Top of Task inputs

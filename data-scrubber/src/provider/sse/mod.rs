//! Shanghai Stock Exchange (SSE) exports
//!
//! Trades switched layout on 2023-12-04: earlier dates ship a pure
//! transaction table (`{date}_Transaction.csv.zip`), later dates a mixed
//! tick-by-tick table (`{date}_mdl_4_24_0.csv.zip`) in which only `Type == T`
//! rows are trades. The layout is chosen once per file from the trading date.
//! Snapshots ship as `{date}_MarketData.csv.zip`.

mod decoder;
mod normalizer;

pub use decoder::{SseCurrentTradeDecoder, SseLegacyTradeDecoder, SseSnapshotDecoder, SseTradeDecoder};
pub use normalizer::{SseSnapshotNormalizer, SseTradeNormalizer};

use chrono::{Datelike, NaiveDate};

use crate::clock::format_trading_date;

/// First trading date (year, month, day) of the current trade layout
pub const TRADE_LAYOUT_CUTOVER: (i32, u32, u32) = (2023, 12, 4);

/// SSE trade schema revision
#[derive(Debug, Clone, Copy, PartialEq, Eq)]
pub enum SseRevision {
    /// `Transaction` table, before the cutover
    Legacy,
    /// `mdl_4_24_0` tick-by-tick table, on and after the cutover
    Current,
}

impl SseRevision {
    pub fn for_date(date: NaiveDate) -> Self {
        if (date.year(), date.month(), date.day()) >= TRADE_LAYOUT_CUTOVER {
            SseRevision::Current
        } else {
            SseRevision::Legacy
        }
    }
}

/// Trade archive name for a trading date
pub fn trade_file_name(date: NaiveDate) -> String {
    let day = format_trading_date(date);
    match SseRevision::for_date(date) {
        SseRevision::Current => format!("{}_mdl_4_24_0.csv.zip", day),
        SseRevision::Legacy => format!("{}_Transaction.csv.zip", day),
    }
}

/// Snapshot archive name for a trading date
pub fn snapshot_file_name(date: NaiveDate) -> String {
    format!("{}_MarketData.csv.zip", format_trading_date(date))
}

#[cfg(test)]
mod tests {
    use super::*;

    fn date(y: i32, m: u32, d: u32) -> NaiveDate {
        NaiveDate::from_ymd_opt(y, m, d).unwrap()
    }

    #[test]
    fn test_revision_cutover() {
        assert_eq!(SseRevision::for_date(date(2023, 12, 1)), SseRevision::Legacy);
        assert_eq!(SseRevision::for_date(date(2023, 12, 3)), SseRevision::Legacy);
        assert_eq!(SseRevision::for_date(date(2023, 12, 4)), SseRevision::Current);
        assert_eq!(SseRevision::for_date(date(2024, 1, 2)), SseRevision::Current);
        assert_eq!(SseRevision::for_date(date(2019, 6, 25)), SseRevision::Legacy);
    }

    #[test]
    fn test_file_names() {
        assert_eq!(trade_file_name(date(2023, 12, 1)), "20231201_Transaction.csv.zip");
        assert_eq!(trade_file_name(date(2023, 12, 4)), "20231204_mdl_4_24_0.csv.zip");
        assert_eq!(snapshot_file_name(date(2024, 1, 2)), "20240102_MarketData.csv.zip");
    }
}
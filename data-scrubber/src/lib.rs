//! # Data Scrubber
//!
//! Turns daily SSE and SZSE tick exports into one time-ordered stream per
//! trading date, partitioned per instrument.
//!
//! ## Stages
//!
//! - **Ingest**: extract the archive, split the table into line-aligned byte
//!   ranges and decode them on parallel worker threads
//! - **Normalize**: venue records to canonical trade and snapshot events,
//!   with the SSE trade layout chosen by trading date
//! - **Merge**: stable sort per venue, then a two-pointer merge on local
//!   capture time
//! - **Sink**: per-instrument partitions written as Parquet

pub mod cli;
pub mod clock;
pub mod config;
pub mod error;
pub mod ingest;
pub mod logging;
pub mod merge;
pub mod pipeline;
pub mod provider;
pub mod reference;
pub mod schema;
pub mod sink;

// Re-export commonly used types
pub use config::Settings;
pub use error::{RowError, ScrubError, ScrubResult};
pub use ingest::{decode_file, IngestOptions};
pub use merge::{merge_by_local_time, merge_sorted, MergeByLocalTime};
pub use pipeline::{run_batch, DateSummary, Pipeline};
pub use provider::{Normalizer, RowDecoder};
pub use schema::{CanonicalEvent, DataType, Direction, SnapshotEvent, TradeEvent, Venue};
pub use sink::{EventSink, ParquetSink, Partitioner};
//! Run command - scrub a batch of trading dates

use std::path::PathBuf;

use anyhow::{bail, Context, Result};
use clap::Args;
use tracing::{error, info};

use crate::config::Settings;
use crate::pipeline::run_batch;
use crate::schema::DataType;

/// Arguments for the run command
#[derive(Args)]
pub struct RunArgs {
    /// Settings file layered over the config directory
    #[arg(long, short, env = "DATA_SCRUBBER_CONFIG")]
    pub config: Option<PathBuf>,

    /// Trading dates (YYYYMMDD); replaces the configured dates
    #[arg(long = "date", short = 'd')]
    pub dates: Vec<String>,

    /// Data types to process (trade, snapshot)
    #[arg(long = "data-type", short = 't')]
    pub data_types: Vec<String>,

    /// Chunk workers per file
    #[arg(long, short)]
    pub workers: Option<usize>,

    /// Source root override
    #[arg(long)]
    pub src_dir: Option<PathBuf>,

    /// Output root override
    #[arg(long)]
    pub dst_dir: Option<PathBuf>,

    /// Write the per-date summaries as JSON to this file
    #[arg(long)]
    pub summary: Option<PathBuf>,
}

impl RunArgs {
    /// Apply command-line overrides on top of loaded settings
    pub fn apply(&self, settings: &mut Settings) -> Result<()> {
        if !self.dates.is_empty() {
            settings.date_list = self.dates.clone();
        }
        if !self.data_types.is_empty() {
            settings.data_types = self
                .data_types
                .iter()
                .map(|s| DataType::from_str(s).with_context(|| format!("unknown data type '{}'", s)))
                .collect::<Result<_>>()?;
        }
        if let Some(workers) = self.workers {
            if workers == 0 {
                bail!("--workers must be at least 1");
            }
            settings.ingest.workers = workers;
        }
        if let Some(ref dir) = self.src_dir {
            settings.src_dir = dir.clone();
        }
        if let Some(ref dir) = self.dst_dir {
            settings.dst_dir = dir.clone();
        }
        Ok(())
    }
}

/// Execute the run command
pub async fn execute(args: RunArgs) -> Result<()> {
    let mut settings = Settings::load_from(args.config.as_deref()).context("failed to load settings")?;
    args.apply(&mut settings)?;

    info!("Scrub request:");
    info!("  Source: {:?}", settings.src_dir);
    info!("  Output: {:?}", settings.dst_dir);
    info!("  Data types: {:?}", settings.data_types);
    info!("  Workers per file: {}", settings.ingest.workers);

    let summaries = run_batch(&settings).await?;

    if let Some(ref path) = args.summary {
        let json = serde_json::to_string_pretty(&summaries)?;
        std::fs::write(path, json).with_context(|| format!("cannot write summary to {:?}", path))?;
        info!("Summary written to {:?}", path);
    }

    let failed: Vec<_> = summaries.iter().filter(|s| !s.is_success()).collect();
    for summary in &failed {
        for job in summary.failures() {
            if let Err(ref reason) = job.result {
                error!("  {} {}: {}", summary.date, job.data_type, reason);
            }
        }
    }

    info!(
        "Batch completed: {} dates, {} failed, {} events written",
        summaries.len(),
        failed.len(),
        summaries.iter().map(|s| s.events()).sum::<usize>()
    );
    Ok(())
}

#[cfg(test)]
mod tests {
    use super::*;

    fn args() -> RunArgs {
        RunArgs {
            config: None,
            dates: vec![],
            data_types: vec![],
            workers: None,
            src_dir: None,
            dst_dir: None,
            summary: None,
        }
    }

    #[test]
    fn test_overrides_applied() {
        let mut settings = Settings::default_settings();
        let args = RunArgs {
            dates: vec!["20240102".to_string()],
            data_types: vec!["trade".to_string()],
            workers: Some(4),
            dst_dir: Some(PathBuf::from("/tmp/out")),
            ..args()
        };
        args.apply(&mut settings).unwrap();
        assert_eq!(settings.date_list, vec!["20240102"]);
        assert_eq!(settings.data_types, vec![DataType::Trade]);
        assert_eq!(settings.ingest.workers, 4);
        assert_eq!(settings.dst_dir, PathBuf::from("/tmp/out"));
    }

    #[test]
    fn test_invalid_overrides_rejected() {
        let mut settings = Settings::default_settings();
        let bad_type = RunArgs {
            data_types: vec!["order".to_string()],
            ..args()
        };
        assert!(bad_type.apply(&mut settings).is_err());

        let zero_workers = RunArgs {
            workers: Some(0),
            ..args()
        };
        assert!(zero_workers.apply(&mut settings).is_err());
    }
}
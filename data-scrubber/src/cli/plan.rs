//! Plan command - inspect how an export would be split across workers

use std::path::PathBuf;

use anyhow::{Context, Result};
use clap::Args;
use tracing::info;

use crate::ingest::{open_table, ChunkPlanner, HeaderIndex};

/// Arguments for the plan command
#[derive(Args)]
pub struct PlanArgs {
    /// Export archive (.csv.zip) or plain .csv
    #[arg(long, short)]
    pub input: PathBuf,

    /// Requested chunk workers
    #[arg(long, short)]
    pub workers: Option<usize>,
}

/// Execute the plan command
pub async fn execute(args: PlanArgs) -> Result<()> {
    info!("Plan request:");
    info!("  Input: {:?}", args.input);

    let table = open_table(&args.input, None).with_context(|| format!("cannot open {:?}", args.input))?;
    let header = HeaderIndex::read_from(table.path())?;

    let planner = match args.workers {
        Some(workers) => ChunkPlanner::new(workers),
        None => ChunkPlanner::default(),
    };
    let plan = planner.plan_file(table.path(), header.data_offset())?;

    println!("Columns ({}):", header.width());
    for (i, name) in header.names().iter().enumerate() {
        println!("  {:>3}  {}", i, name);
    }
    println!();
    println!(
        "Data region: {} bytes from offset {}, {} workers",
        plan.total_bytes,
        header.data_offset(),
        plan.workers()
    );
    for range in &plan.ranges {
        println!(
            "  chunk-{:<3} [{:>12}, {:>12})  {:>12} bytes",
            range.index,
            range.start,
            range.end,
            range.len()
        );
    }
    Ok(())
}
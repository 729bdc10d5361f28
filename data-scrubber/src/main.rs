//! Data Scrubber CLI
//!
//! Provides commands for:
//! - `run`: Scrub the configured trading dates into per-instrument Parquet
//! - `plan`: Show the header and chunk plan of one export

use anyhow::{anyhow, Result};
use clap::Parser;

use data_scrubber::cli::{Cli, Commands};
use data_scrubber::logging::{init_logging, LogConfig};

#[tokio::main]
async fn main() -> Result<()> {
    // Load environment variables from .env file
    dotenv::dotenv().ok();

    // Initialize logging
    init_logging(LogConfig::from_env()).map_err(|e| anyhow!(e))?;

    // Parse CLI arguments
    let cli = Cli::parse();

    // Execute command
    match cli.command {
        Commands::Run(args) => {
            data_scrubber::cli::run::execute(args).await?;
        }
        Commands::Plan(args) => {
            data_scrubber::cli::plan::execute(args).await?;
        }
    }

    Ok(())
}
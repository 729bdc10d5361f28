//! Header index: column name to position, built once per file

use std::collections::HashMap;
use std::fs::File;
use std::io::{BufRead, BufReader};
use std::path::Path;

use crate::error::{ScrubError, ScrubResult};

use super::tokenizer::split_fields;

const UTF8_BOM: char = '\u{feff}';

/// Column positions of one table, shared read-only by every chunk worker.
#[derive(Debug, Clone)]
pub struct HeaderIndex {
    positions: HashMap<String, usize>,
    width: usize,
    data_offset: u64,
}

impl HeaderIndex {
    /// Build from a header line. `data_offset` is the byte offset where the
    /// first data record starts (header length including its newline).
    pub fn from_line(line: &str, data_offset: u64) -> Self {
        let names = split_fields(line.trim_start_matches(UTF8_BOM));
        let width = names.len();
        let mut positions = HashMap::with_capacity(width);
        for (i, name) in names.into_iter().enumerate() {
            // First occurrence wins on duplicated names
            positions.entry(name.trim().to_string()).or_insert(i);
        }

        Self {
            positions,
            width,
            data_offset,
        }
    }

    /// Read the header line of a decompressed table.
    pub fn read_from(path: &Path) -> ScrubResult<Self> {
        let mut reader = BufReader::new(File::open(path)?);
        let mut buf = Vec::new();
        let n = reader.read_until(b'\n', &mut buf)?;
        let line = String::from_utf8_lossy(&buf);
        if n == 0 || line.trim().is_empty() {
            return Err(ScrubError::EmptyHeader(path.to_path_buf()));
        }

        Ok(Self::from_line(&line, n as u64))
    }

    /// Number of columns declared by the header
    pub fn width(&self) -> usize {
        self.width
    }

    /// Byte offset of the first data record
    pub fn data_offset(&self) -> u64 {
        self.data_offset
    }

    pub fn get(&self, name: &str) -> Option<usize> {
        self.positions.get(name).copied()
    }

    /// Position of a required column.
    ///
    /// # Errors
    ///
    /// [`ScrubError::MissingColumn`] naming the column and the layout that
    /// needed it.
    pub fn require(&self, name: &str, layout: &'static str) -> ScrubResult<usize> {
        self.get(name).ok_or_else(|| ScrubError::MissingColumn {
            column: name.to_string(),
            layout,
        })
    }

    /// Column names ordered by position
    pub fn names(&self) -> Vec<&str> {
        let mut names: Vec<(&str, usize)> =
            self.positions.iter().map(|(k, v)| (k.as_str(), *v)).collect();
        names.sort_by_key(|(_, i)| *i);
        names.into_iter().map(|(k, _)| k).collect()
    }
}

#[cfg(test)]
mod tests {
    use super::*;
    use std::io::Write;

    #[test]
    fn test_from_line_trims_names() {
        let header = HeaderIndex::from_line("BizIndex, SecurityID ,TickTime\r\n", 31);
        assert_eq!(header.width(), 3);
        assert_eq!(header.get("SecurityID"), Some(1));
        assert_eq!(header.get("TickTime"), Some(2));
        assert_eq!(header.data_offset(), 31);
    }

    #[test]
    fn test_header_trailing_comma() {
        let header = HeaderIndex::from_line("A,B,C,", 7);
        assert_eq!(header.width(), 3);
        assert_eq!(header.names(), vec!["A", "B", "C"]);
    }

    #[test]
    fn test_bom_stripped() {
        let header = HeaderIndex::from_line("\u{feff}UpdateTime,SecurityID", 0);
        assert_eq!(header.get("UpdateTime"), Some(0));
    }

    #[test]
    fn test_require_missing_column() {
        let header = HeaderIndex::from_line("A,B", 4);
        assert_eq!(header.require("B", "test").unwrap(), 1);
        match header.require("TickTime", "sse-trade-current") {
            Err(ScrubError::MissingColumn { column, layout }) => {
                assert_eq!(column, "TickTime");
                assert_eq!(layout, "sse-trade-current");
            }
            other => panic!("unexpected: {:?}", other),
        }
    }

    #[test]
    fn test_read_from_file() {
        let mut file = tempfile::NamedTempFile::new().unwrap();
        write!(file, "A,B,C\n1,2,3\n").unwrap();
        let header = HeaderIndex::read_from(file.path()).unwrap();
        assert_eq!(header.width(), 3);
        assert_eq!(header.data_offset(), 6);
    }

    #[test]
    fn test_read_from_empty_file() {
        let file = tempfile::NamedTempFile::new().unwrap();
        assert!(matches!(
            HeaderIndex::read_from(file.path()),
            Err(ScrubError::EmptyHeader(_))
        ));
    }
}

Bottom of Task inputs

Beginning of the records through the line with "mod normalizer;": return that span exactly and stop there.

filename data-scrubber/src/provider/sse/mod.rs
//! Shanghai Stock Exchange (SSE) exports
//!
//! Trades switched layout on 2023-12-04: earlier dates ship a pure
//! transaction table (`{date}_Transaction.csv.zip`), later dates a mixed
//! tick-by-tick table (`{date}_mdl_4_24_0.csv.zip`) in which only `Type == T`
//! rows are trades. The layout is chosen once per file from the trading date.
//! Snapshots ship as `{date}_MarketData.csv.zip`.

mod decoder;
mod normalizer;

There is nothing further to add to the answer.